#### Study material
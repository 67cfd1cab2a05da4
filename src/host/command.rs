//! Command descriptions handed to a [`Host`](super::Host).

use std::fmt;

/// One argument of a host command.
#[derive(Debug, Clone, PartialEq, Eq)]
pub enum Arg {
    /// Shown verbatim when the command is rendered
    Plain(String),
    /// Passed to the process but rendered as `***`
    Secret(String),
}

impl Arg {
    /// The real value passed to the process
    pub fn value(&self) -> &str {
        match self {
            Arg::Plain(s) | Arg::Secret(s) => s,
        }
    }
}

/// A program invocation: program, arguments, environment and optional stdin.
#[derive(Debug, Clone, PartialEq, Eq)]
pub struct HostCommand {
    pub program: String,
    pub args: Vec<Arg>,
    pub env: Vec<(String, String)>,
    pub stdin: Option<String>,
    /// Let stdout reach the operator's terminal instead of capturing it
    pub show_output: bool,
}

impl HostCommand {
    pub fn new(program: impl Into<String>) -> Self {
        Self {
            program: program.into(),
            args: Vec::new(),
            env: Vec::new(),
            stdin: None,
            show_output: false,
        }
    }

    pub fn arg(mut self, arg: impl Into<String>) -> Self {
        self.args.push(Arg::Plain(arg.into()));
        self
    }

    pub fn args<I, S>(mut self, args: I) -> Self
    where
        I: IntoIterator<Item = S>,
        S: Into<String>,
    {
        self.args.extend(args.into_iter().map(|a| Arg::Plain(a.into())));
        self
    }

    /// Add an argument that must never appear in logs
    pub fn secret_arg(mut self, arg: impl Into<String>) -> Self {
        self.args.push(Arg::Secret(arg.into()));
        self
    }

    pub fn env(mut self, key: impl Into<String>, value: impl Into<String>) -> Self {
        self.env.push((key.into(), value.into()));
        self
    }

    /// Feed `input` to the process on stdin
    pub fn stdin(mut self, input: impl Into<String>) -> Self {
        self.stdin = Some(input.into());
        self
    }

    /// Long-running installers: progress goes to the terminal, stderr is
    /// still captured for failure reports
    pub fn show_output(mut self) -> Self {
        self.show_output = true;
        self
    }

    /// Argument values as passed to the process
    pub fn arg_values(&self) -> Vec<&str> {
        self.args.iter().map(Arg::value).collect()
    }

    /// Value following `flag`, if present
    pub fn value_of(&self, flag: &str) -> Option<&str> {
        let values = self.arg_values();
        values
            .iter()
            .position(|a| *a == flag)
            .and_then(|i| values.get(i + 1).copied())
    }
}

impl fmt::Display for HostCommand {
    fn fmt(&self, f: &mut fmt::Formatter<'_>) -> fmt::Result {
        write!(f, "{}", self.program)?;
        for arg in &self.args {
            match arg {
                Arg::Plain(s) if s.contains(' ') => write!(f, " '{}'", s)?,
                Arg::Plain(s) => write!(f, " {}", s)?,
                Arg::Secret(_) => write!(f, " ***")?,
            }
        }
        Ok(())
    }
}

/// Captured result of a finished command.
#[derive(Debug, Clone, Default, PartialEq, Eq)]
pub struct CommandOutput {
    /// Exit code, `None` when killed by a signal
    pub code: Option<i32>,
    pub stdout: String,
    pub stderr: String,
}

impl CommandOutput {
    pub fn ok(stdout: impl Into<String>) -> Self {
        Self {
            code: Some(0),
            stdout: stdout.into(),
            stderr: String::new(),
        }
    }

    pub fn failed(code: i32, stderr: impl Into<String>) -> Self {
        Self {
            code: Some(code),
            stdout: String::new(),
            stderr: stderr.into(),
        }
    }

    pub fn success(&self) -> bool {
        self.code == Some(0)
    }

    /// Short description of a failure for error messages
    pub fn failure_detail(&self) -> String {
        let code = self
            .code
            .map(|c| format!("exit code {}", c))
            .unwrap_or_else(|| "terminated by signal".to_string());
        let stderr = self.stderr.trim();
        if stderr.is_empty() {
            code
        } else {
            format!("{}: {}", code, stderr)
        }
    }
}
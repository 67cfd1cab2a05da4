//! Foundry smart-contract toolchain.

use super::{run_remote_script, StepOutcome};
use crate::context::SetupContext;
use crate::error::{Result, SetupError};
use crate::host::{run_checked, HostCommand};

pub async fn ensure(ctx: &SetupContext<'_>) -> Result<StepOutcome> {
    let bin_dir = ctx.config.foundry.resolved_bin_dir();

    // A previous run may have installed into a directory this process
    // does not have on its PATH yet.
    if ctx.host.path_exists(&bin_dir).await {
        ctx.host.prepend_path(&bin_dir);
    }

    if ctx.host.command_exists("foundryup").await {
        ctx.console.log("Foundry is already installed");
        return Ok(StepOutcome::AlreadyPresent);
    }

    ctx.console.log("Installing Foundry...");
    run_remote_script(ctx.host, "Foundry installation", &ctx.config.foundry.install_url, &[]).await?;

    ctx.host.prepend_path(&bin_dir);
    if !ctx.host.command_exists("foundryup").await {
        return Err(SetupError::command_failed(
            "Foundry installation",
            format!("foundryup not found in {}", bin_dir.display()),
        ));
    }

    run_checked(ctx.host, "foundryup", &HostCommand::new("foundryup").show_output()).await?;
    ctx.console.log("Foundry installed");
    Ok(StepOutcome::Installed)
}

#### Work required
Everything in the listing must be reproduced exactly; please include every line.

#### Completed task
repository 67cfd1cab2a05da4
filename src/host/command.rs
//! Command descriptions handed to a [`Host`](super::Host).

use std::fmt;

/// One argument of a host command.
#[derive(Debug, Clone, PartialEq, Eq)]
pub enum Arg {
    /// Shown verbatim when the command is rendered
    Plain(String),
    /// Passed to the process but rendered as `***`
    Secret(String),
}

impl Arg {
    /// The real value passed to the process
    pub fn value(&self) -> &str {
        match self {
            Arg::Plain(s) | Arg::Secret(s) => s,
        }
    }
}

/// A program invocation: program, arguments, environment and optional stdin.
#[derive(Debug, Clone, PartialEq, Eq)]
pub struct HostCommand {
    pub program: String,
    pub args: Vec<Arg>,
    pub env: Vec<(String, String)>,
    pub stdin: Option<String>,
    /// Let stdout reach the operator's terminal instead of capturing it
    pub show_output: bool,
}

impl HostCommand {
    pub fn new(program: impl Into<String>) -> Self {
        Self {
            program: program.into(),
            args: Vec::new(),
            env: Vec::new(),
            stdin: None,
            show_output: false,
        }
    }

    pub fn arg(mut self, arg: impl Into<String>) -> Self {
        self.args.push(Arg::Plain(arg.into()));
        self
    }

    pub fn args<I, S>(mut self, args: I) -> Self
    where
        I: IntoIterator<Item = S>,
        S: Into<String>,
    {
        self.args.extend(args.into_iter().map(|a| Arg::Plain(a.into())));
        self
    }

    /// Add an argument that must never appear in logs
    pub fn secret_arg(mut self, arg: impl Into<String>) -> Self {
        self.args.push(Arg::Secret(arg.into()));
        self
    }

    pub fn env(mut self, key: impl Into<String>, value: impl Into<String>) -> Self {
        self.env.push((key.into(), value.into()));
        self
    }

    /// Feed `input` to the process on stdin
    pub fn stdin(mut self, input: impl Into<String>) -> Self {
        self.stdin = Some(input.into());
        self
    }

    /// Long-running installers: progress goes to the terminal, stderr is
    /// still captured for failure reports
    pub fn show_output(mut self) -> Self {
        self.show_output = true;
        self
    }

    /// Argument values as passed to the process
    pub fn arg_values(&self) -> Vec<&str> {
        self.args.iter().map(Arg::value).collect()
    }

    /// Value following `flag`, if present
    pub fn value_of(&self, flag: &str) -> Option<&str> {
        let values = self.arg_values();
        values
            .iter()
            .position(|a| *a == flag)
            .and_then(|i| values.get(i + 1).copied())
    }
}

impl fmt::Display for HostCommand {
    fn fmt(&self, f: &mut fmt::Formatter<'_>) -> fmt::Result {
        write!(f, "{}", self.program)?;
        for arg in &self.args {
            match arg {
                Arg::Plain(s) if s.contains(' ') => write!(f, " '{}'", s)?,
                Arg::Plain(s) => write!(f, " {}", s)?,
                Arg::Secret(_) => write!(f, " ***")?,
            }
        }
        Ok(())
    }
}

/// Captured result of a finished command.
#[derive(Debug, Clone, Default, PartialEq, Eq)]
pub struct CommandOutput {
    /// Exit code, `None` when killed by a signal
    pub code: Option<i32>,
    pub stdout: String,
    pub stderr: String,
}

impl CommandOutput {
    pub fn ok(stdout: impl Into<String>) -> Self {
        Self {
            code: Some(0),
            stdout: stdout.into(),
            stderr: String::new(),
        }
    }

    pub fn failed(code: i32, stderr: impl Into<String>) -> Self {
        Self {
            code: Some(code),
            stdout: String::new(),
            stderr: stderr.into(),
        }
    }

    pub fn success(&self) -> bool {
        self.code == Some(0)
    }

    /// Short description of a failure for error messages
    pub fn failure_detail(&self) -> String {
        let code = self
            .code
            .map(|c| format!("exit code {}", c))
            .unwrap_or_else(|| "terminated by signal".to_string());
        let stderr = self.stderr.trim();
        if stderr.is_empty() {
            code
        } else {
            format!("{}: {}", code, stderr)
        }
    }
}
repository 67cfd1cab2a05da4
//! Foundry smart-contract toolchain.

use super::{run_remote_script, StepOutcome};
use crate::context::SetupContext;
use crate::error::{Result, SetupError};
use crate::host::{run_checked, HostCommand};

pub async fn ensure(ctx: &SetupContext<'_>) -> Result<StepOutcome> {
    let bin_dir = ctx.config.foundry.resolved_bin_dir();

    // A previous run may have installed into a directory this process
    // does not have on its PATH yet.
    if ctx.host.path_exists(&bin_dir).await {
        ctx.host.prepend_path(&bin_dir);
    }

    if ctx.host.command_exists("foundryup").await {
        ctx.console.log("Foundry is already installed");
        return Ok(StepOutcome::AlreadyPresent);
    }

    ctx.console.log("Installing Foundry...");
    run_remote_script(ctx.host, "Foundry installation", &ctx.config.foundry.install_url, &[]).await?;

    ctx.host.prepend_path(&bin_dir);
    if !ctx.host.command_exists("foundryup").await {
        return Err(SetupError::command_failed(
            "Foundry installation",
            format!("foundryup not found in {}", bin_dir.display()),
        ));
    }

    run_checked(ctx.host, "foundryup", &HostCommand::new("foundryup").show_output()).await?;
    ctx.console.log("Foundry installed");
    Ok(StepOutcome::Installed)
}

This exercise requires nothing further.